---------- EXCERPTED RECORDS
//! Traversals of a [`MultiDimArray`].
//!
//! There are two orders:
//!
//! - Storage order visits the storage buffer sequentially. It is the
//!   cheapest, and the coordinate of each element is computed only on
//!   request.
//! - Coordinate order visits coordinates as nested loops over dimensions
//!   `0..R` would, incrementing the last dimension fastest. It does not
//!   depend on the storage order. See [`Odometer`].
//!
//! The two agree on which value is at which coordinate, but generally not on
//! the sequence. All traversals of an unresolved array fail with
//! [`Error::UnresolvedExtent`].
//!
//! [`Error::UnresolvedExtent`]: super::Error::UnresolvedExtent

use super::{Coord, Layout, MultiDimArray, Odometer, Result};

impl<T, const R: usize> MultiDimArray<T, R> {
    /// Iterates over the storage buffer in storage order. Empty if the array
    /// is unresolved.
    pub fn iter(&self) -> std::slice::Iter<'_, T> { self.as_slice().iter() }

    pub fn iter_mut(&mut self) -> std::slice::IterMut<'_, T> { self.as_mut_slice().iter_mut() }

    /// Calls `f(index, element)` for every element in storage order.
    pub fn each_indexed_mut(&mut self, mut f: impl FnMut(usize, &mut T)) -> Result<()> {
        self.resolved_layout()?;
        for (i, t) in self.iter_mut().enumerate() { f(i, t); }
        Ok(())
    }

    /// Calls `f(coord, index, element)` for every element in storage order.
    ///
    /// ```
    /// use multidim_array::{MultiDimArray, Order};
    /// let a = MultiDimArray::from_fn([2, 2], Order::column_major(), |[i, j]| 10 * i + j);
    /// let mut visited = Vec::new();
    /// a.each_with_coord(|coord, _, &x| visited.push((*coord, x)))?;
    /// assert_eq!(visited, [([0, 0], 0), ([1, 0], 10), ([0, 1], 1), ([1, 1], 11)]);
    /// # Ok::<(), multidim_array::Error>(())
    /// ```
    pub fn each_with_coord(&self, mut f: impl FnMut(&Coord<R>, usize, &T)) -> Result<()> {
        let layout = *self.resolved_layout()?;
        for (i, t) in self.iter().enumerate() { f(&layout.from_usize(i), i, t); }
        Ok(())
    }

    pub fn each_with_coord_mut(&mut self, mut f: impl FnMut(&Coord<R>, usize, &mut T)) -> Result<()> {
        let layout = *self.resolved_layout()?;
        for (i, t) in self.iter_mut().enumerate() { f(&layout.from_usize(i), i, t); }
        Ok(())
    }

    /// Calls `f(coord, index, count, element)` for every element in
    /// coordinate order. `index` is the storage offset of `coord` and `count`
    /// is the number of elements visited before this one.
    ///
    /// ```
    /// use multidim_array::{MultiDimArray, Order};
    /// let a = MultiDimArray::from_fn([2, 2], Order::column_major(), |[i, j]| 10 * i + j);
    /// let mut visited = Vec::new();
    /// a.each_by_coord(|_, index, count, &x| visited.push((index, count, x)))?;
    /// assert_eq!(visited, [(0, 0, 0), (2, 1, 1), (1, 2, 10), (3, 3, 11)]);
    /// # Ok::<(), multidim_array::Error>(())
    /// ```
    pub fn each_by_coord(&self, mut f: impl FnMut(&Coord<R>, usize, usize, &T)) -> Result<()> {
        let layout = *self.resolved_layout()?;
        let items = self.as_slice();
        for (count, coord) in layout.coords().enumerate() {
            let index = layout.to_usize(&coord);
            f(&coord, index, count, &items[index]);
        }
        Ok(())
    }

    pub fn each_by_coord_mut(&mut self, mut f: impl FnMut(&Coord<R>, usize, usize, &mut T)) -> Result<()> {
        let layout = *self.resolved_layout()?;
        let items = self.as_mut_slice();
        for (count, coord) in layout.coords().enumerate() {
            let index = layout.to_usize(&coord);
            f(&coord, index, count, &mut items[index]);
        }
        Ok(())
    }

    /// Iterates over `(coord, element)` pairs in coordinate order.
    pub fn iter_by_coord(&self) -> Result<ByCoord<'_, T, R>> {
        let layout = *self.resolved_layout()?;
        Ok(ByCoord {items: self.as_slice(), layout, coords: layout.coords()})
    }
}

// ----------------------------------------------------------------------------

/// The return type of [`MultiDimArray::iter_by_coord()`].
#[derive(Debug, Clone)]
pub struct ByCoord<'a, T, const R: usize> {
    items: &'a [T],
    layout: Layout<R>,
    coords: Odometer<R>,
}

impl<'a, T, const R: usize> Iterator for ByCoord<'a, T, R> {
    type Item = (Coord<R>, &'a T);

    fn next(&mut self) -> Option<Self::Item> {
        let coord = self.coords.next()?;
        Some((coord, &self.items[self.layout.to_usize(&coord)]))
    }

    fn size_hint(&self) -> (usize, Option<usize>) { self.coords.size_hint() }
}

impl<'a, T, const R: usize> ExactSizeIterator for ByCoord<'a, T, R> {}

// ----------------------------------------------------------------------------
--------------------
**ASSIGNMENT:**
Set the whole listing down again, unchanged.

**RESPONSE:**
//! Traversals of a [`MultiDimArray`].
//!
//! There are two orders:
//!
//! - Storage order visits the storage buffer sequentially. It is the
//!   cheapest, and the coordinate of each element is computed only on
//!   request.
//! - Coordinate order visits coordinates as nested loops over dimensions
//!   `0..R` would, incrementing the last dimension fastest. It does not
//!   depend on the storage order. See [`Odometer`].
//!
//! The two agree on which value is at which coordinate, but generally not on
//! the sequence. All traversals of an unresolved array fail with
//! [`Error::UnresolvedExtent`].
//!
//! [`Error::UnresolvedExtent`]: super::Error::UnresolvedExtent

use super::{Coord, Layout, MultiDimArray, Odometer, Result};

impl<T, const R: usize> MultiDimArray<T, R> {
    /// Iterates over the storage buffer in storage order. Empty if the array
    /// is unresolved.
    pub fn iter(&self) -> std::slice::Iter<'_, T> { self.as_slice().iter() }

    pub fn iter_mut(&mut self) -> std::slice::IterMut<'_, T> { self.as_mut_slice().iter_mut() }

    /// Calls `f(index, element)` for every element in storage order.
    pub fn each_indexed_mut(&mut self, mut f: impl FnMut(usize, &mut T)) -> Result<()> {
        self.resolved_layout()?;
        for (i, t) in self.iter_mut().enumerate() { f(i, t); }
        Ok(())
    }

    /// Calls `f(coord, index, element)` for every element in storage order.
    ///
    /// ```
    /// use multidim_array::{MultiDimArray, Order};
    /// let a = MultiDimArray::from_fn([2, 2], Order::column_major(), |[i, j]| 10 * i + j);
    /// let mut visited = Vec::new();
    /// a.each_with_coord(|coord, _, &x| visited.push((*coord, x)))?;
    /// assert_eq!(visited, [([0, 0], 0), ([1, 0], 10), ([0, 1], 1), ([1, 1], 11)]);
    /// # Ok::<(), multidim_array::Error>(())
    /// ```
    pub fn each_with_coord(&self, mut f: impl FnMut(&Coord<R>, usize, &T)) -> Result<()> {
        let layout = *self.resolved_layout()?;
        for (i, t) in self.iter().enumerate() { f(&layout.from_usize(i), i, t); }
        Ok(())
    }

    pub fn each_with_coord_mut(&mut self, mut f: impl FnMut(&Coord<R>, usize, &mut T)) -> Result<()> {
        let layout = *self.resolved_layout()?;
        for (i, t) in self.iter_mut().enumerate() { f(&layout.from_usize(i), i, t); }
        Ok(())
    }

    /// Calls `f(coord, index, count, element)` for every element in
    /// coordinate order. `index` is the storage offset of `coord` and `count`
    /// is the number of elements visited before this one.
    ///
    /// ```
    /// use multidim_array::{MultiDimArray, Order};
    /// let a = MultiDimArray::from_fn([2, 2], Order::column_major(), |[i, j]| 10 * i + j);
    /// let mut visited = Vec::new();
    /// a.each_by_coord(|_, index, count, &x| visited.push((index, count, x)))?;
    /// assert_eq!(visited, [(0, 0, 0), (2, 1, 1), (1, 2, 10), (3, 3, 11)]);
    /// # Ok::<(), multidim_array::Error>(())
    /// ```
    pub fn each_by_coord(&self, mut f: impl FnMut(&Coord<R>, usize, usize, &T)) -> Result<()> {
        let layout = *self.resolved_layout()?;
        let items = self.as_slice();
        for (count, coord) in layout.coords().enumerate() {
            let index = layout.to_usize(&coord);
            f(&coord, index, count, &items[index]);
        }
        Ok(())
    }

    pub fn each_by_coord_mut(&mut self, mut f: impl FnMut(&Coord<R>, usize, usize, &mut T)) -> Result<()> {
        let layout = *self.resolved_layout()?;
        let items = self.as_mut_slice();
        for (count, coord) in layout.coords().enumerate() {
            let index = layout.to_usize(&coord);
            f(&coord, index, count, &mut items[index]);
        }
        Ok(())
    }

    /// Iterates over `(coord, element)` pairs in coordinate order.
    pub fn iter_by_coord(&self) -> Result<ByCoord<'_, T, R>> {
        let layout = *self.resolved_layout()?;
        Ok(ByCoord {items: self.as_slice(), layout, coords: layout.coords()})
    }
}

// ----------------------------------------------------------------------------

/// The return type of [`MultiDimArray::iter_by_coord()`].
#[derive(Debug, Clone)]
pub struct ByCoord<'a, T, const R: usize> {
    items: &'a [T],
    layout: Layout<R>,
    coords: Odometer<R>,
}

impl<'a, T, const R: usize> Iterator for ByCoord<'a, T, R> {
    type Item = (Coord<R>, &'a T);

    fn next(&mut self) -> Option<Self::Item> {
        let coord = self.coords.next()?;
        Some((coord, &self.items[self.layout.to_usize(&coord)]))
    }

    fn size_hint(&self) -> (usize, Option<usize>) { self.coords.size_hint() }
}

impl<'a, T, const R: usize> ExactSizeIterator for ByCoord<'a, T, R> {}

// ----------------------------------------------------------------------------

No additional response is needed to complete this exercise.